To make matters worse, the Michigan University inflation expectations data is also high, with both 1-year and 5-10 year price expectations significantly exceeding forecasts (1-year: 4.4% vs 4.9% expected; 5-10 year: 3.4% vs 3.9% expected). Despite disappointing inflation data, Treasury Secretary Basent continues his dovish rhetoric, claiming that according to their economic 'model', the neutral interest rate should be 150 basis points lower. This is undoubtedly influenced to some extent by President Trump's ongoing agenda to maintain low interest rates.

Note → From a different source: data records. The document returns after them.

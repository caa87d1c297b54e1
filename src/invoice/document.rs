use chrono::NaiveDateTime;
use serde::Serialize;

use crate::domain::canteen::Canteen;
use crate::domain::order::{ItemDecision, Order};
use crate::domain::order_status::OrderStatus;

/// One accepted line as printed on the invoice.
#[derive(Debug, Clone, Serialize, PartialEq, Eq)]
pub struct InvoiceLine {
    /// 1-based position on the invoice.
    pub position: usize,
    pub name: String,
    pub unit: String,
    pub quantity: i32,
    pub price_cents: i64,
    pub total_cents: i64,
    pub price: String,
    pub total: String,
}

/// Everything needed to render an invoice, detached from the database.
#[derive(Debug, Clone, Serialize, PartialEq, Eq)]
pub struct InvoiceDocument {
    pub number: String,
    pub order_id: i32,
    pub issued_at: NaiveDateTime,
    pub status: String,
    pub customer: String,
    pub executor: String,
    pub lines: Vec<InvoiceLine>,
    pub total_cents: i64,
    pub total: String,
}

impl InvoiceDocument {
    /// Build the invoice of `order`. Only accepted items are billed.
    pub fn from_order(
        order: &Order,
        customer: &Canteen,
        executor: &Canteen,
        status: &OrderStatus,
    ) -> Self {
        let lines: Vec<InvoiceLine> = order
            .items
            .iter()
            .filter(|item| item.decision == ItemDecision::Accepted)
            .enumerate()
            .map(|(index, item)| {
                let total_cents = item.line_total_cents();
                InvoiceLine {
                    position: index + 1,
                    name: item.name.clone(),
                    unit: item.unit.clone(),
                    quantity: item.quantity,
                    price_cents: item.price_cents,
                    total_cents,
                    price: format_cents(item.price_cents),
                    total: format_cents(total_cents),
                }
            })
            .collect();

        let total_cents = lines
            .iter()
            .map(|line| line.total_cents)
            .fold(0, i64::saturating_add);

        Self {
            number: format!("INV-{:06}", order.id),
            order_id: order.id,
            issued_at: order.updated_at,
            status: status.name.clone(),
            customer: customer.address.clone(),
            executor: executor.address.clone(),
            lines,
            total_cents,
            total: format_cents(total_cents),
        }
    }
}

/// Render an amount in the smallest currency unit as `units.cents`.
pub fn format_cents(cents: i64) -> String {
    let sign = if cents < 0 { "-" } else { "" };
    let cents = cents.unsigned_abs();
    format!("{sign}{}.{:02}", cents / 100, cents % 100)
}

Despite the official optimism, the market naturally has its own judgments. The hotter inflation data suggests that tariff costs may be passing on to consumers at a faster-than-expected rate, leading to a rebound in the dollar/Treasury yields and a drop in gold prices. Hopes for a 50 basis point rate cut at the September meeting quickly evaporated, and as of Friday's close, the market only priced in about a 90% probability of a single rate cut (25 basis points). However, the market still expects slightly more than two rate cuts by the end of the year.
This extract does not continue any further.